Task brief. Which lines of the data include the string "PgStore"? List them all.

Supplied records.
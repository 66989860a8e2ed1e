//! fraudwatch server
//!
//! Scores transactions, logs every prediction and watches the model's own
//! behavior and input distribution for silent failures.

use std::net::SocketAddr;
use std::sync::Arc;

use anyhow::Context;
use tracing_subscriber::{layer::SubscriberExt, util::SubscriberInitExt};

use fraudwatch::config::Config;
use fraudwatch::db;
use fraudwatch::logic::drift::{compute_reference_stats, save_reference_stats, JsonReferenceFile};
use fraudwatch::logic::features::FeatureMatrix;
use fraudwatch::logic::features::{FeatureSchema, FeatureTransformer};
use fraudwatch::logic::inference::PredictionService;
use fraudwatch::logic::model::OnnxModel;
use fraudwatch::logic::monitoring::{spawn_monitor_loop, MonitoringOrchestrator};
use fraudwatch::store::{PgStore, Stores};
use fraudwatch::{create_router, AppState};

#[tokio::main]
async fn main() -> anyhow::Result<()> {
    // Load configuration
    dotenvy::dotenv().ok();
    let config = Config::from_env();

    // Initialize logging
    let filter = tracing_subscriber::EnvFilter::try_from_default_env()
        .unwrap_or_else(|_| "fraudwatch=debug,tower_http=debug".into());
    if config.json_logs() {
        tracing_subscriber::registry()
            .with(filter)
            .with(tracing_subscriber::fmt::layer().json())
            .init();
    } else {
        tracing_subscriber::registry()
            .with(filter)
            .with(tracing_subscriber::fmt::layer())
            .init();
    }

    tracing::info!("fraudwatch starting ({})...", config.environment);
    tracing::info!("Database: {}", config.database_url.split('@').last().unwrap_or("***"));

    // Initialize database pool
    let pool = db::create_pool(&config.database_url)
        .await
        .context("Failed to create database pool")?;

    // Run migrations
    tracing::info!("Running database migrations...");
    db::run_migrations(&pool)
        .await
        .context("Failed to run migrations")?;

    // Feature schema and model
    let schema = FeatureSchema::load(&config.feature_schema_path)
        .with_context(|| format!("Failed to load feature schema from {}", config.feature_schema_path.display()))?;
    tracing::info!(
        features = schema.feature_count(),
        fingerprint = %schema.fingerprint(),
        "Feature schema loaded"
    );
    let transformer = Arc::new(FeatureTransformer::new(Arc::new(schema)));

    let model = OnnxModel::load(&config.model_path, config.model_output.as_deref())
        .context("Failed to load model")?;

    let reference = Arc::new(JsonReferenceFile::new(&config.reference_data_path, transformer.clone()));

    // Build application state
    let stores = Stores::shared(Arc::new(PgStore::new(pool)));
    let predictor = PredictionService::new(
        config.model_name.clone(),
        config.model_version.clone(),
        transformer.clone(),
        Arc::new(model),
        stores.predictions.clone(),
        stores.alerts.clone(),
    );
    let orchestrator = Arc::new(MonitoringOrchestrator::new(
        stores,
        transformer,
        reference,
        config.monitor(),
    ));

    // Reference sample is optional at startup; drift checks retry the load
    match orchestrator.reference_matrix().await {
        Ok(matrix) => {
            if let Some(path) = &config.reference_stats_path {
                write_reference_stats(&matrix, path);
            }
        }
        Err(e) => tracing::warn!("Reference sample unavailable: {}", e),
    }

    // Background behavior monitoring
    match config.monitor_interval() {
        Some(period) => {
            spawn_monitor_loop(orchestrator.clone(), config.model_name.clone(), period);
        }
        None => tracing::info!("Background monitoring disabled"),
    }

    let state = AppState {
        config: config.clone(),
        predictor: Arc::new(predictor),
        orchestrator,
    };

    // Build router
    let app = create_router(state);

    // Start server
    let addr = SocketAddr::from(([0, 0, 0, 0], config.port));
    tracing::info!("🚀 Server listening on http://{}", addr);

    let listener = tokio::net::TcpListener::bind(addr)
        .await
        .with_context(|| format!("Failed to bind {}", addr))?;
    axum::serve(listener, app).await.context("Server error")?;

    Ok(())
}

/// The artifact is optional; failing to write it only warns
fn write_reference_stats(matrix: &FeatureMatrix, path: &std::path::Path) {
    match save_reference_stats(&compute_reference_stats(matrix), path) {
        Ok(()) => tracing::info!("Reference statistics written to {}", path.display()),
        Err(e) => tracing::warn!("Could not write reference statistics: {}", e),
    }
}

Reply.
use fraudwatch::store::{PgStore, Stores};
    let stores = Stores::shared(Arc::new(PgStore::new(pool)));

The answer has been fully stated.